Modeling Human Interface

This blog post was shared with us by the Modeling and Simulation Information Analysis Center (MSIAC).  It is the 19th entry in our 22-part series produced by the Defense Technical Information Center (DTIC).

What’s one of the most complex parts of any weapons system? Most would guess it has to do with some highly technical, highly sensitive manufactured component. Actually, one of the most complex, and often challenging, aspects of any system is the human element — the human beings actually using the system.

The human element is critical to the design of any product or system.  From the developers of the iPad to the Joint Strike Fighter, successful organizations must account for and test how their system will interact with the users.
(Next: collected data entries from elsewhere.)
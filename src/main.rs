#![warn(clippy::all)]

//! Krawl Map - browse gems and krawl trails around Cebu City.

#[cfg(target_arch = "wasm32")]
use krawl_map::KrawlApp;

// Native entry point
#[cfg(not(target_arch = "wasm32"))]
fn main() -> eframe::Result<()> {
    env_logger::init();

    let native_options = eframe::NativeOptions {
        viewport: eframe::egui::ViewportBuilder::default()
            .with_title("Krawl Map")
            .with_inner_size([1200.0, 800.0]),
        ..Default::default()
    };

    eframe::run_native(
        "Krawl Map",
        native_options,
        Box::new(|cc| Ok(Box::new(krawl_map::KrawlApp::new(cc)))),
    )
}

// WASM entry point - main is not called on wasm32
#[cfg(target_arch = "wasm32")]
fn main() {}

/// Entry point for the WASM application.
#[cfg(target_arch = "wasm32")]
#[wasm_bindgen::prelude::wasm_bindgen(start)]
pub async fn start() {
    use eframe::wasm_bindgen::JsCast as _;

    // Redirect `log` messages to `console.log`:
    eframe::WebLogger::init(log::LevelFilter::Debug).ok();

    let web_options = eframe::WebOptions::default();

    wasm_bindgen_futures::spawn_local(async {
        let document = web_sys::window()
            .expect("No window")
            .document()
            .expect("No document");

        let canvas = document
            .get_element_by_id("app_canvas")
            .expect("Failed to find app_canvas")
            .dyn_into::<web_sys::HtmlCanvasElement>()
            .expect("app_canvas was not a HtmlCanvasElement");

        let start_result = eframe::WebRunner::new()
            .start(
                canvas,
                web_options,
                Box::new(|cc| Ok(Box::new(KrawlApp::new(cc)))),
            )
            .await;

        // Remove the loading text once the map shell is up:
        if let Some(loading_text) = document.get_element_by_id("loading_text") {
            match start_result {
                Ok(_) => {
                    loading_text.remove();
                }
                Err(e) => {
                    loading_text.set_inner_html(
                        "<p>The map failed to start. See the developer console for details.</p>",
                    );
                    panic!("Failed to start eframe: {e:?}");
                }
            }
        }
    });
}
In fact, every system developed for the Department of Defense (DoD), whether it’s a new radar, weapon, or aircraft, goes through a series of tests and evaluations to understand the human interface. Organizations can improve the tests of their systems through modeling and simulation (M&S) since M&S provides additional opportunities to evaluate systems and ensure they are designed and developed with both human capabilities and limitations in mind.

In an effort to increase their understanding of the human element, the U.S. Air Force contacted the Modeling and Simulation Information Analysis Center (MSIAC).  In response, the MSIAC developed a number of innovative approaches for quantifying the impact of Human Systems Integration (HSI) on weapon system availability. Specifically, MSIAC explored HSI domains in extreme environments, workload theory and warfighter-system interaction. In addition to testing these domains, the MSIAC began working on new assessments and processes that will eventually encompass the full range of human performance. Included in this new range will be various psychological stressors, such as emotional and physical exhaustion.
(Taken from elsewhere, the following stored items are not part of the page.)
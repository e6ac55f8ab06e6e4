//! Map projection and coordinate transformation.
//!
//! Handles converting between geographic coordinates (lon/lat) and screen
//! coordinates using web-mercator zoom levels, where the whole world is
//! `256 * 2^zoom` pixels wide.

use super::coord::Coordinate;
use eframe::egui::{Pos2, Rect, Vec2};
use std::f64::consts::PI;

const TILE_SIZE: f64 = 256.0;
/// Latitude limit of the web-mercator square.
const MAX_MERCATOR_LAT: f64 = 85.051_128_78;

/// Map projection for converting geographic to screen coordinates.
#[derive(Debug, Clone)]
pub struct MapProjection {
    /// Geographic point drawn at the centre of the screen rect
    pub center: Coordinate,
    /// Fractional web-mercator zoom level
    pub zoom: f64,
    /// Screen rectangle for the canvas
    pub screen_rect: Rect,
}

impl Default for MapProjection {
    fn default() -> Self {
        Self {
            center: Coordinate::new(123.8854, 10.3157),
            zoom: 13.0,
            screen_rect: Rect::from_min_size(Pos2::ZERO, Vec2::new(800.0, 600.0)),
        }
    }
}

impl MapProjection {
    pub fn new(center: Coordinate, zoom: f64) -> Self {
        Self {
            center,
            zoom,
            ..Default::default()
        }
    }

    /// Updates the projection with the current canvas rectangle.
    pub fn update(&mut self, screen_rect: Rect) {
        self.screen_rect = screen_rect;
    }

    fn world_size(&self) -> f64 {
        TILE_SIZE * 2f64.powf(self.zoom)
    }

    /// Projects to normalized mercator space, `[0, 1]` on both axes.
    fn to_mercator(coord: Coordinate) -> (f64, f64) {
        let lat = coord.lat.clamp(-MAX_MERCATOR_LAT, MAX_MERCATOR_LAT);
        let x = (coord.lon + 180.0) / 360.0;
        let sin = lat.to_radians().sin();
        let y = 0.5 - ((1.0 + sin) / (1.0 - sin)).ln() / (4.0 * PI);
        (x, y)
    }

    fn from_mercator(x: f64, y: f64) -> Coordinate {
        let lon = x * 360.0 - 180.0;
        let n = PI - 2.0 * PI * y;
        let lat = n.sinh().atan().to_degrees();
        Coordinate::new(lon, lat)
    }

    /// Absolute pixel position of `coord` in the world square at `zoom`.
    pub fn world_pixel(coord: Coordinate, zoom: f64) -> (f64, f64) {
        let world = TILE_SIZE * 2f64.powf(zoom);
        let (x, y) = Self::to_mercator(coord);
        (x * world, y * world)
    }

    /// Converts a geographic coordinate to a screen position.
    pub fn geo_to_screen(&self, coord: Coordinate) -> Pos2 {
        let world = self.world_size();
        let (cx, cy) = Self::to_mercator(self.center);
        let (x, y) = Self::to_mercator(coord);
        let center = self.screen_rect.center();
        Pos2::new(
            center.x + ((x - cx) * world) as f32,
            center.y + ((y - cy) * world) as f32,
        )
    }

    /// Converts a screen position to a geographic coordinate.
    pub fn screen_to_geo(&self, pos: Pos2) -> Coordinate {
        let world = self.world_size();
        let (cx, cy) = Self::to_mercator(self.center);
        let center = self.screen_rect.center();
        let x = cx + (pos.x - center.x) as f64 / world;
        let y = cy + (pos.y - center.y) as f64 / world;
        Self::from_mercator(x, y)
    }

    /// Moves the centre so the map follows a drag of `delta` screen pixels.
    pub fn pan_by(&mut self, delta: Vec2) {
        let center = self.screen_rect.center();
        self.center = self.screen_to_geo(center - delta);
    }

    /// Zooms by `delta` levels keeping the geographic point under `anchor` fixed.
    pub fn zoom_around(&mut self, anchor: Pos2, delta: f64, min_zoom: f64, max_zoom: f64) {
        let before = self.screen_to_geo(anchor);
        self.zoom = (self.zoom + delta).clamp(min_zoom, max_zoom);
        let drift = self.geo_to_screen(before) - anchor;
        self.pan_by(-drift);
    }

    /// Returns the visible geographic bounds as `(west, south, east, north)`.
    pub fn visible_bounds(&self) -> (f64, f64, f64, f64) {
        let top_left = self.screen_to_geo(self.screen_rect.left_top());
        let bottom_right = self.screen_to_geo(self.screen_rect.right_bottom());

        (
            top_left.lon.min(bottom_right.lon),
            top_left.lat.min(bottom_right.lat),
            top_left.lon.max(bottom_right.lon),
            top_left.lat.max(bottom_right.lat),
        )
    }

    /// Checks if a coordinate is within the visible bounds, with a margin in pixels.
    pub fn is_visible(&self, coord: Coordinate, margin_px: f32) -> bool {
        self.screen_rect
            .expand(margin_px)
            .contains(self.geo_to_screen(coord))
    }
}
To combine these findings along with the algorithms that help model human performance, the MSIAC uses the Army’s Improved Performance Research Integration Tool (IMPRINT). IMPRINT is a discrete event, task-network human performance modeling and simulation tool designed to understand warfighter-system performance interaction. Using IMPRINT to model MSIAC’s findings is significant on multiple fronts. First, it shows the power of inter-service sharing information. It also aligns perfectly with the IAC business model of reusing existing information and technology. MSIAC has also used IMPRINT in previous efforts to model human performance for a number of fixed wing systems including the MQ-1 Predator, MQ-9 Reaper, F-15E, and the C-130J.

Thanks to the MSIAC’s efforts in human performance modeling, the Air Force has a stronger analytical foundation on which to build. It also has greater insights into the capabilities and limitations of users in regards to both weapons systems availability and certain fixed wing systems. Results from MSIAC’s work will assist on a cross service and joint basis to ensure the success of future human performance efforts. So, the next time you pick up an iPad or see a plane flying through the sky, remember that the most important part of any system is ultimately the user.
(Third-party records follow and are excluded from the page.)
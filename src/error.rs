//! Error type shared by every network-facing source.

/// Errors that can occur while talking to an external service.
#[derive(Debug, Clone, PartialEq)]
pub enum FetchError {
    /// The request never produced a response (offline, DNS, CORS...).
    Network(String),
    /// The service answered with a non-success status.
    Status { status: u16, message: String },
    /// The response body could not be decoded.
    Decode(String),
    /// The service requires an access credential that is not configured.
    MissingCredential,
    /// The transport does not exist on this platform.
    Unavailable(String),
    /// The request was superseded and aborted before it completed.
    Aborted,
}

impl FetchError {
    /// HTTP status of the failure, if the service answered at all.
    pub fn status(&self) -> Option<u16> {
        match self {
            FetchError::Status { status, .. } => Some(*status),
            _ => None,
        }
    }

    pub fn is_aborted(&self) -> bool {
        matches!(self, FetchError::Aborted)
    }
}

impl std::fmt::Display for FetchError {
    fn fmt(&self, f: &mut std::fmt::Formatter<'_>) -> std::fmt::Result {
        match self {
            FetchError::Network(msg) => write!(f, "Network request failed: {}", msg),
            FetchError::Status { status, message } => {
                write!(f, "Service responded with {}: {}", status, message)
            }
            FetchError::Decode(msg) => write!(f, "Failed to decode response: {}", msg),
            FetchError::MissingCredential => write!(f, "Access token not configured"),
            FetchError::Unavailable(msg) => write!(f, "Transport unavailable: {}", msg),
            FetchError::Aborted => write!(f, "Request aborted"),
        }
    }
}

impl std::error::Error for FetchError {}

impl From<serde_json::Error> for FetchError {
    fn from(e: serde_json::Error) -> Self {
        FetchError::Decode(e.to_string())
    }
}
The Modeling and Simulation Information Analysis Center (MSIAC) is one of ten Information Analysis Centers (IACs) established by DoD and managed by the Defense Technical Information Center (DTIC). MSIAC is the DoD Center of Excellence responsible for acquiring, archiving, analyzing, synthesizing, and disseminating scientific and technical information related to Modeling and Simulation.

(U.S. Air Force Photo)

About Julie Weckerlein

Julie Weckerlein is no stranger to the blogosphere. As a personal and professional blogger for the past 10 years, she further contributes to the internet as a web content manager for the Department of Defense. She's also an Air Force Reserve public affairs non-commissioned officer after a nine-year active duty career with assignments in Germany, Italy and the Pentagon, and a deployment to Iraq and Afghanistan as a combat correspondent for the Air Force News Service. Her affinity for science media started with her first magazine subscription to Ranger Rick at age 9 and she's never lost her excitement for the cool things happening in the world of science.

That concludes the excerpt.